*Work instruction*
Read the lines below and count those that have the word "zero". Respond with the number only.

Saved data entries:
▼

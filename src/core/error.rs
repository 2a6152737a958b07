//! Error types for fetching, storing and querying observations.

use std::time::Duration;
use thiserror::Error;

/// Failure of a single source adapter.
#[derive(Error, Debug)]
pub enum FetchError {
    /// The request could not be built or sent, or the status was not 2xx.
    #[error("{source_name}: transport error: {message}")]
    Transport {
        source_name: String,
        message: String,
    },

    /// The payload did not match the expected JSON or XML shape.
    #[error("{source_name}: failed to decode response: {message}")]
    Decode {
        source_name: String,
        message: String,
    },

    /// The upstream answered but flagged the response as unsuccessful.
    #[error("{source_name}: api error: {message}")]
    Api {
        source_name: String,
        message: String,
    },

    /// Nothing usable survived currency filtering.
    #[error("{source_name}: no supported currency rates found")]
    EmptyResult { source_name: String },
}

impl FetchError {
    pub fn transport(source_name: &str, message: impl ToString) -> Self {
        Self::Transport {
            source_name: source_name.to_string(),
            message: message.to_string(),
        }
    }

    pub fn decode(source_name: &str, message: impl ToString) -> Self {
        Self::Decode {
            source_name: source_name.to_string(),
            message: message.to_string(),
        }
    }

    pub fn api(source_name: &str, message: impl ToString) -> Self {
        Self::Api {
            source_name: source_name.to_string(),
            message: message.to_string(),
        }
    }

    pub fn empty(source_name: &str) -> Self {
        Self::EmptyResult {
            source_name: source_name.to_string(),
        }
    }

    pub fn source_name(&self) -> &str {
        match self {
            Self::Transport { source_name, .. }
            | Self::Decode { source_name, .. }
            | Self::Api { source_name, .. }
            | Self::EmptyResult { source_name } => source_name,
        }
    }
}

#[derive(Error, Debug)]
pub enum StoreError {
    #[error("not found")]
    NotFound,

    #[error("invalid observation: {0}")]
    Validation(String),

    #[error("storage error: {0}")]
    Backend(#[from] fjall::Error),

    #[error("serialization error: {0}")]
    Serialization(#[from] serde_json::Error),
}

/// Errors surfaced by the aggregation layer.
#[derive(Error, Debug)]
pub enum RateError {
    #[error(transparent)]
    Fetch(#[from] FetchError),

    #[error(transparent)]
    Store(#[from] StoreError),

    #[error("invalid filter: {0}")]
    Validation(String),

    #[error("refresh exceeded deadline of {0:?}")]
    Deadline(Duration),

    #[error("refresh task failed: {0}")]
    Task(#[from] tokio::task::JoinError),
}

impl RateError {
    pub fn is_not_found(&self) -> bool {
        matches!(self, RateError::Store(StoreError::NotFound))
    }
}
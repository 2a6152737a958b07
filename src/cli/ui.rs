use comfy_table::modifiers::UTF8_ROUND_CORNERS;
use comfy_table::presets::UTF8_FULL;
use comfy_table::{Attribute, Cell, CellAlignment, Color, ContentArrangement, Table};
use console::style;
use indicatif::{ProgressBar, ProgressStyle};
use std::time::Duration;

/// Defines different styles for text elements.
pub enum StyleType {
    Title,
    Success,
    Error,
    Subtle,
}

/// Applies a consistent style to a string.
pub fn style_text(text: &str, style_type: StyleType) -> String {
    let styled = match style_type {
        StyleType::Title => style(text).bold().underlined(),
        StyleType::Success => style(text).green().bold(),
        StyleType::Error => style(text).red(),
        StyleType::Subtle => style(text).dim(),
    };
    styled.to_string()
}

/// Creates a new `comfy_table::Table` with standard styling.
pub fn new_styled_table() -> Table {
    let mut table = Table::new();
    table
        .load_preset(UTF8_FULL)
        .apply_modifier(UTF8_ROUND_CORNERS)
        .set_content_arrangement(ContentArrangement::Dynamic);
    table
}

/// Creates a styled header cell for a table.
pub fn header_cell(text: &str) -> Cell {
    Cell::new(text)
        .fg(Color::Cyan)
        .add_attribute(Attribute::Bold)
}

/// Right-aligned rate; zero means the side is not quoted.
pub fn rate_cell(value: f64) -> Cell {
    if value == 0.0 {
        return Cell::new("-")
            .fg(Color::DarkGrey)
            .set_alignment(CellAlignment::Right);
    }
    Cell::new(format!("{value:.2}")).set_alignment(CellAlignment::Right)
}

/// Creates a cell for a signed change. Rising rates are red, falling green.
pub fn change_cell(change: f64, suffix: &str) -> Cell {
    let text = format!("{change:+.2}{suffix}");
    let color = if change > 0.0 {
        Color::Red
    } else if change < 0.0 {
        Color::Green
    } else {
        Color::DarkGrey
    };
    Cell::new(text).fg(color).set_alignment(CellAlignment::Right)
}

/// Creates a spinner shown while a network-bound step runs.
pub fn new_spinner(message: &str) -> ProgressBar {
    let pb = ProgressBar::new_spinner();
    let template = ProgressStyle::default_spinner().template("{spinner:.green} {msg} [{elapsed}]");
    if let Ok(spinner_style) = template {
        pb.set_style(spinner_style);
    }
    pb.set_message(message.to_string());
    pb.enable_steady_tick(Duration::from_millis(100));
    pb
}
use anyhow::{Context, Result, ensure};
use directories::ProjectDirs;
use serde::{Deserialize, Serialize};
use std::net::SocketAddr;
use std::time::Duration;
use std::{fs, path::PathBuf};
use tracing::debug;

pub const LISTEN_ADDR_ENV: &str = "RATEWATCH_LISTEN_ADDR";
pub const DATA_PATH_ENV: &str = "RATEWATCH_DATA_PATH";

pub const DEFAULT_KASPI_URL: &str =
    "https://guide.kaspi.kz/client/api/v2/intgr/currency/rate/aggregate";
pub const DEFAULT_HALYK_URL: &str = "https://back.halykbank.kz/common/currency-history";
pub const DEFAULT_FREEDOM_URL: &str = "https://bankffin.kz/api/exchange-rates/getRates";
pub const DEFAULT_RBK_URL: &str = "https://backend.bankrbk.kz/api/v1/modules/exchange_rates/data";
pub const DEFAULT_HOME_URL: &str = "https://home.kz/api/public/getCurrency";
pub const DEFAULT_NBRK_URL: &str = "https://nationalbank.kz/rss/rates_all.xml";

#[derive(Debug, Deserialize, Serialize, Clone, PartialEq)]
pub struct EndpointConfig {
    pub url: String,
}

impl EndpointConfig {
    fn new(url: &str) -> Option<Self> {
        Some(Self {
            url: url.to_string(),
        })
    }
}

/// Enabled sources and their endpoints. A source left out of a config file
/// that has a `sources` section is disabled.
#[derive(Debug, Deserialize, Serialize, Clone, PartialEq)]
pub struct SourcesConfig {
    #[serde(default)]
    pub kaspi: Option<EndpointConfig>,
    #[serde(default)]
    pub halyk: Option<EndpointConfig>,
    #[serde(default)]
    pub freedom: Option<EndpointConfig>,
    #[serde(default)]
    pub rbk: Option<EndpointConfig>,
    #[serde(default)]
    pub home: Option<EndpointConfig>,
    #[serde(default)]
    pub nbrk: Option<EndpointConfig>,
}

impl Default for SourcesConfig {
    fn default() -> Self {
        SourcesConfig {
            kaspi: EndpointConfig::new(DEFAULT_KASPI_URL),
            halyk: EndpointConfig::new(DEFAULT_HALYK_URL),
            freedom: EndpointConfig::new(DEFAULT_FREEDOM_URL),
            rbk: EndpointConfig::new(DEFAULT_RBK_URL),
            home: EndpointConfig::new(DEFAULT_HOME_URL),
            nbrk: EndpointConfig::new(DEFAULT_NBRK_URL),
        }
    }
}

#[derive(Debug, Deserialize, Serialize, Clone, PartialEq)]
pub struct RefreshConfig {
    #[serde(default = "default_interval_secs")]
    pub interval_secs: u64,
    #[serde(default = "default_deadline_secs")]
    pub deadline_secs: u64,
}

fn default_interval_secs() -> u64 {
    30 * 60
}

fn default_deadline_secs() -> u64 {
    25
}

impl Default for RefreshConfig {
    fn default() -> Self {
        Self {
            interval_secs: default_interval_secs(),
            deadline_secs: default_deadline_secs(),
        }
    }
}

impl RefreshConfig {
    pub fn interval(&self) -> Duration {
        Duration::from_secs(self.interval_secs)
    }

    pub fn deadline(&self) -> Duration {
        Duration::from_secs(self.deadline_secs)
    }

    pub fn validate(&self) -> Result<()> {
        ensure!(
            self.interval_secs > 0,
            "refresh.interval_secs must be greater than zero"
        );
        ensure!(
            self.deadline_secs > 0,
            "refresh.deadline_secs must be greater than zero"
        );
        Ok(())
    }
}

fn default_listen_addr() -> String {
    "127.0.0.1:8080".to_string()
}

#[derive(Debug, Deserialize, Serialize, Clone, PartialEq)]
pub struct AppConfig {
    #[serde(default = "default_listen_addr")]
    pub listen_addr: String,
    pub data_path: Option<String>,
    #[serde(default)]
    pub refresh: RefreshConfig,
    #[serde(default)]
    pub sources: SourcesConfig,
}

impl Default for AppConfig {
    fn default() -> Self {
        Self {
            listen_addr: default_listen_addr(),
            data_path: None,
            refresh: RefreshConfig::default(),
            sources: SourcesConfig::default(),
        }
    }
}

impl AppConfig {
    /// Loads the default config file, falling back to built-in defaults when
    /// it has not been created yet.
    pub fn load() -> Result<Self> {
        debug!("Loading default config");
        let config_path = Self::default_config_path()?;
        if !config_path.exists() {
            debug!(
                "No config at {}, using built-in defaults",
                config_path.display()
            );
            return Ok(Self::default().with_env_overrides());
        }
        Ok(Self::load_from_path(&config_path)?.with_env_overrides())
    }

    pub fn default_config_path() -> Result<PathBuf> {
        let proj_dirs = ProjectDirs::from("kz", "ratewatch", "ratewatch")
            .context("Could not determine project directories")?;
        Ok(proj_dirs.config_dir().join("config.yaml"))
    }

    pub fn default_data_path(&self) -> Result<PathBuf> {
        if let Some(custom_path) = &self.data_path {
            return Ok(PathBuf::from(custom_path));
        }
        let proj_dirs = ProjectDirs::from("kz", "ratewatch", "ratewatch")
            .context("Could not determine project directories")?;
        Ok(proj_dirs.data_dir().to_path_buf())
    }

    pub fn load_from_path<P: AsRef<std::path::Path>>(path: P) -> Result<Self> {
        let config_str = fs::read_to_string(path.as_ref())
            .with_context(|| format!("Failed to read config file: {}", path.as_ref().display()))?;

        let config: Self = serde_yaml::from_str(&config_str)
            .with_context(|| format!("Failed to parse config file: {}", path.as_ref().display()))?;
        config
            .refresh
            .validate()
            .with_context(|| format!("Invalid config file: {}", path.as_ref().display()))?;
        debug!("Successfully loaded config");
        Ok(config)
    }

    pub fn with_env_overrides(self) -> Self {
        self.with_overrides(
            std::env::var(LISTEN_ADDR_ENV).ok(),
            std::env::var(DATA_PATH_ENV).ok(),
        )
    }

    fn with_overrides(mut self, listen_addr: Option<String>, data_path: Option<String>) -> Self {
        if let Some(addr) = listen_addr.filter(|v| !v.is_empty()) {
            debug!("Overriding listen address from environment: {addr}");
            self.listen_addr = addr;
        }
        if let Some(path) = data_path.filter(|v| !v.is_empty()) {
            debug!("Overriding data path from environment: {path}");
            self.data_path = Some(path);
        }
        self
    }

    pub fn socket_addr(&self) -> Result<SocketAddr> {
        self.listen_addr
            .parse()
            .with_context(|| format!("Invalid listen address: {}", self.listen_addr))
    }
}
//! Append-only storage of rate observations with change deltas computed on read.

pub mod disk;

use crate::core::{RateObservation, StoreError};
use async_trait::async_trait;
use chrono::{DateTime, Utc};

pub use disk::DiskRateStore;

/// Persistent log of observations.
///
/// Collapsed queries (`query_all`, `query_by_currency`, `query_by_source`)
/// return only the newest row per `(currency_code, source)` inside the range;
/// `query_by_currency_and_source` returns the full history. Every returned
/// row carries deltas against the row immediately preceding it in time. An
/// empty result is reported as [`StoreError::NotFound`].
#[async_trait]
pub trait RateStore: Send + Sync {
    /// Appends one row, stamping `observed_at` with the current time when unset.
    async fn insert(&self, observation: &RateObservation) -> Result<(), StoreError>;

    async fn latest(&self, currency_code: &str, source: &str)
    -> Result<RateObservation, StoreError>;

    async fn query_all(
        &self,
        start: Option<DateTime<Utc>>,
        end: Option<DateTime<Utc>>,
    ) -> Result<Vec<RateObservation>, StoreError>;

    async fn query_by_currency(
        &self,
        currency_code: &str,
        start: Option<DateTime<Utc>>,
        end: Option<DateTime<Utc>>,
    ) -> Result<Vec<RateObservation>, StoreError>;

    async fn query_by_source(
        &self,
        source: &str,
        start: Option<DateTime<Utc>>,
        end: Option<DateTime<Utc>>,
    ) -> Result<Vec<RateObservation>, StoreError>;

    async fn query_by_currency_and_source(
        &self,
        currency_code: &str,
        source: &str,
        start: Option<DateTime<Utc>>,
        end: Option<DateTime<Utc>>,
    ) -> Result<Vec<RateObservation>, StoreError>;
}

/// Resolves an optional query range: an open start is the Unix epoch and an
/// open end is now.
pub fn normalize_range(
    start: Option<DateTime<Utc>>,
    end: Option<DateTime<Utc>>,
) -> (DateTime<Utc>, DateTime<Utc>) {
    (
        start.unwrap_or(DateTime::<Utc>::UNIX_EPOCH),
        end.unwrap_or_else(Utc::now),
    )
}

/// `current - previous` when both parse as numbers, otherwise 0.
pub fn delta(current: &str, previous: Option<&str>) -> f64 {
    let Some(previous) = previous else {
        return 0.0;
    };
    match (current.trim().parse::<f64>(), previous.trim().parse::<f64>()) {
        (Ok(c), Ok(p)) => c - p,
        _ => 0.0,
    }
}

▲

*Completed task*
3